Pick out each line in these entries that contains the string "angle".

····················

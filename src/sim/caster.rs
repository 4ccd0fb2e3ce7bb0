//! Ray caster: walk grid-line crossings until the ray enters a wall
//!
//! Termination relies on the grid's closed border. Each step moves strictly
//! past one grid line, so a ray started inside the map always reaches a
//! border cell.

use glam::IVec2;

use super::geometry::{Axis, Crossing, Vector2, on_grid_line};
use super::grid::Grid;
use super::walker::walk;
use crate::consts::RAY_SEED;

/// Where a ray met a wall
#[derive(Debug, Clone, Copy, PartialEq)]
pub struct RayHit {
    /// Point on the wall face (continuous grid coordinates)
    pub point: Vector2,
    /// Grid line family of the wall face
    pub side: Axis,
    /// Occupied cell the ray entered
    pub cell: IVec2,
    /// Euclidean distance from the ray origin
    pub distance: f64,
}

/// Cast a ray from `origin` along `direction` and return the first wall hit.
///
/// `direction` only needs to be non-zero; it is scaled down to a
/// [`RAY_SEED`] length seed segment before walking.
pub fn cast_ray(grid: &Grid, origin: Vector2, direction: Vector2) -> RayHit {
    cast_ray_traced(grid, origin, direction, |_| {})
}

/// [`cast_ray`], reporting every grid-line crossing to `visit` as the ray
/// walks (the final, wall-hitting crossing included)
pub fn cast_ray_traced<F>(grid: &Grid, origin: Vector2, direction: Vector2, mut visit: F) -> RayHit
where
    F: FnMut(&Crossing),
{
    let seed = origin + direction * RAY_SEED;
    let d = seed - origin;

    let mut crossing = walk(origin, seed);
    loop {
        visit(&crossing);
        let cell = entered_cell(&crossing, d);
        if grid.occupied_cell(cell) {
            return RayHit {
                point: crossing.point,
                side: crossing.side,
                cell,
                distance: origin.distance(crossing.point),
            };
        }
        crossing = walk(origin, crossing.point);
    }
}

/// Cell a ray moving along `d` has just entered at `crossing`.
///
/// Moving forward on an axis, the cell is the truncated coordinate. Moving
/// backward across a grid line of that axis, it is the cell before the line.
/// At a lattice corner both coordinates sit on grid lines, so the diagonal
/// cell is the one entered.
pub fn entered_cell(crossing: &Crossing, d: Vector2) -> IVec2 {
    let p = crossing.point;
    let x_line = crossing.side == Axis::X || on_grid_line(p.x);
    let y_line = crossing.side == Axis::Y || on_grid_line(p.y);
    IVec2::new(axis_cell(p.x, d.x, x_line), axis_cell(p.y, d.y, y_line))
}

#[inline]
fn axis_cell(v: f64, dir: f64, on_line: bool) -> i32 {
    if dir < 0.0 && on_line {
        (v - 1.0).ceil() as i32
    } else {
        v.trunc() as i32
    }
}

#[cfg(test)]
mod tests {
    use super::*;
    use crate::sim::geometry::heading;
    use proptest::prelude::*;
    use std::f64::consts::{FRAC_PI_2, PI, TAU};

    #[test]
    fn test_corridor_hit() {
        let grid = Grid::reference();
        let hit = cast_ray(&grid, Vector2::new(5.3, 5.5), heading(0.0));
        assert!((hit.point.x - 7.0).abs() < 1e-6);
        assert!((hit.point.y - 5.5).abs() < 1e-6);
        assert_eq!(hit.side, Axis::X);
        assert_eq!(hit.cell, IVec2::new(7, 5));
        assert!((hit.distance - 1.7).abs() < 1e-6);
    }

    #[test]
    fn test_backward_hit_lands_on_near_face() {
        let grid = Grid::reference();
        // Facing -x from the start position: open all the way to the border
        let hit = cast_ray(&grid, Vector2::new(5.3, 5.5), heading(PI));
        assert!((hit.point.x - 1.0).abs() < 1e-6);
        assert_eq!(hit.side, Axis::X);
        assert_eq!(hit.cell, IVec2::new(0, 5));
    }

    #[test]
    fn test_origin_on_grid_line_skips_cell_behind() {
        let grid = Grid::reference();
        // Cell (1, 3) is a wall, but the first line tested from x = 2 going
        // -x is x = 1, so the ray only stops at the border cell (0, 3)
        assert!(grid.occupied(1, 3));
        let hit = cast_ray(&grid, Vector2::new(2.0, 3.5), heading(PI));
        assert!((hit.point.x - 1.0).abs() < 1e-6);
        assert_eq!(hit.cell, IVec2::new(0, 3));
    }

    #[test]
    fn test_vertical_hits() {
        let grid = Grid::reference();
        // Column 5 from row 5 downward (+y): rows 6, 7, 8, 9 -> (5, 9) is a pillar
        let hit = cast_ray(&grid, Vector2::new(5.5, 5.5), Vector2::new(0.0, 1.0));
        assert_eq!(hit.side, Axis::Y);
        assert_eq!(hit.cell, IVec2::new(5, 9));
        assert!((hit.point.y - 9.0).abs() < 1e-9);

        // Upward (-y): (5, 2) is a pillar, face at y = 3
        let hit = cast_ray(&grid, Vector2::new(5.5, 5.5), Vector2::new(0.0, -1.0));
        assert_eq!(hit.cell, IVec2::new(5, 2));
        assert!((hit.point.y - 3.0).abs() < 1e-9);
    }

    #[test]
    fn test_trace_reports_each_crossing() {
        let grid = Grid::reference();
        let mut points = Vec::new();
        let hit = cast_ray_traced(&grid, Vector2::new(5.3, 5.5), heading(0.0), |c| {
            points.push(c.point)
        });
        assert_eq!(points.len(), 2);
        assert!((points[0].x - 6.0).abs() < 1e-9);
        assert_eq!(points[1], hit.point);
    }

    #[test]
    fn test_entered_cell_rules() {
        let d_neg = Vector2::new(-1.0, -0.5);
        // Crossing a vertical line while moving -x: cell before the line
        let c = Crossing {
            point: Vector2::new(3.0, 2.4),
            side: Axis::X,
        };
        assert_eq!(entered_cell(&c, d_neg), IVec2::new(2, 2));

        // Crossing a horizontal line while moving -y
        let c = Crossing {
            point: Vector2::new(3.6, 2.0),
            side: Axis::Y,
        };
        assert_eq!(entered_cell(&c, d_neg), IVec2::new(3, 1));

        // Positive direction always truncates
        let c = Crossing {
            point: Vector2::new(3.0, 2.4),
            side: Axis::X,
        };
        assert_eq!(entered_cell(&c, Vector2::new(1.0, 1.0)), IVec2::new(3, 2));

        // Lattice corner moving (-, -): the diagonal cell
        let c = Crossing {
            point: Vector2::new(3.0, 2.0),
            side: Axis::Y,
        };
        assert_eq!(entered_cell(&c, d_neg), IVec2::new(2, 1));
    }

    #[test]
    fn test_diagonal_through_border_corner_stays_in_bounds() {
        // Exact -45 degree ray toward the corner (1, 1) of the reference map
        let grid = Grid::reference();
        let hit = cast_ray(&grid, Vector2::new(2.5, 2.5), Vector2::new(-1.0, -1.0));
        assert!(grid.occupied_cell(hit.cell));
    }

    #[test]
    fn test_ray_along_grid_line() {
        // Travelling exactly on y = 4 toward +x: checks the row below the line
        let grid = Grid::reference();
        let hit = cast_ray(&grid, Vector2::new(4.5, 4.0), Vector2::new(1.0, 0.0));
        assert_eq!(hit.cell, IVec2::new(7, 4));
        assert!((hit.point.x - 7.0).abs() < 1e-9);
    }

    fn closed_grid(cols: usize, rows: usize, walls: &[bool]) -> Grid {
        let table: Vec<Vec<u8>> = (0..rows)
            .map(|r| {
                (0..cols)
                    .map(|c| {
                        let border = r == 0 || c == 0 || r == rows - 1 || c == cols - 1;
                        u8::from(border || walls[(r * cols + c) % walls.len()])
                    })
                    .collect()
            })
            .collect();
        Grid::from_rows(&table).expect("closed grid")
    }

    proptest! {
        #![proptest_config(ProptestConfig::with_cases(256))]

        #[test]
        fn prop_cast_terminates_in_occupied_cell(
            cols in 3usize..16,
            rows in 3usize..16,
            walls in prop::collection::vec(prop::bool::weighted(0.2), 1..64),
            fx in 0.05f64..0.95,
            fy in 0.05f64..0.95,
            angle in 0.0f64..TAU,
        ) {
            let grid = closed_grid(cols, rows, &walls);
            let open: Vec<IVec2> = (1..rows as i32 - 1)
                .flat_map(|r| (1..cols as i32 - 1).map(move |c| IVec2::new(c, r)))
                .filter(|c| !grid.occupied_cell(*c))
                .collect();
            prop_assume!(!open.is_empty());

            let start = open[((fx * 977.0) as usize) % open.len()];
            let origin = start.as_dvec2() + Vector2::new(fx, fy);
            let hit = cast_ray(&grid, origin, heading(angle));

            prop_assert!(grid.occupied_cell(hit.cell));
            prop_assert!(hit.distance.is_finite());
            // The hit point lies on the boundary of the entered cell
            let lo = hit.cell.as_dvec2() - Vector2::splat(1e-6);
            let hi = lo + Vector2::splat(1.0 + 2e-6);
            prop_assert!(hit.point.cmpge(lo).all() && hit.point.cmple(hi).all());
        }
    }

    #[test]
    fn test_quarter_turns_hit_walls() {
        let grid = Grid::reference();
        for i in 0..4 {
            let hit = cast_ray(&grid, Vector2::new(2.5, 5.5), heading(i as f64 * FRAC_PI_2));
            assert!(grid.occupied_cell(hit.cell), "ray {i} missed");
        }
    }
}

····················

- COMPLETED EXERCISE -
            angle in 0.0f64..TAU,
            let hit = cast_ray(&grid, origin, heading(angle));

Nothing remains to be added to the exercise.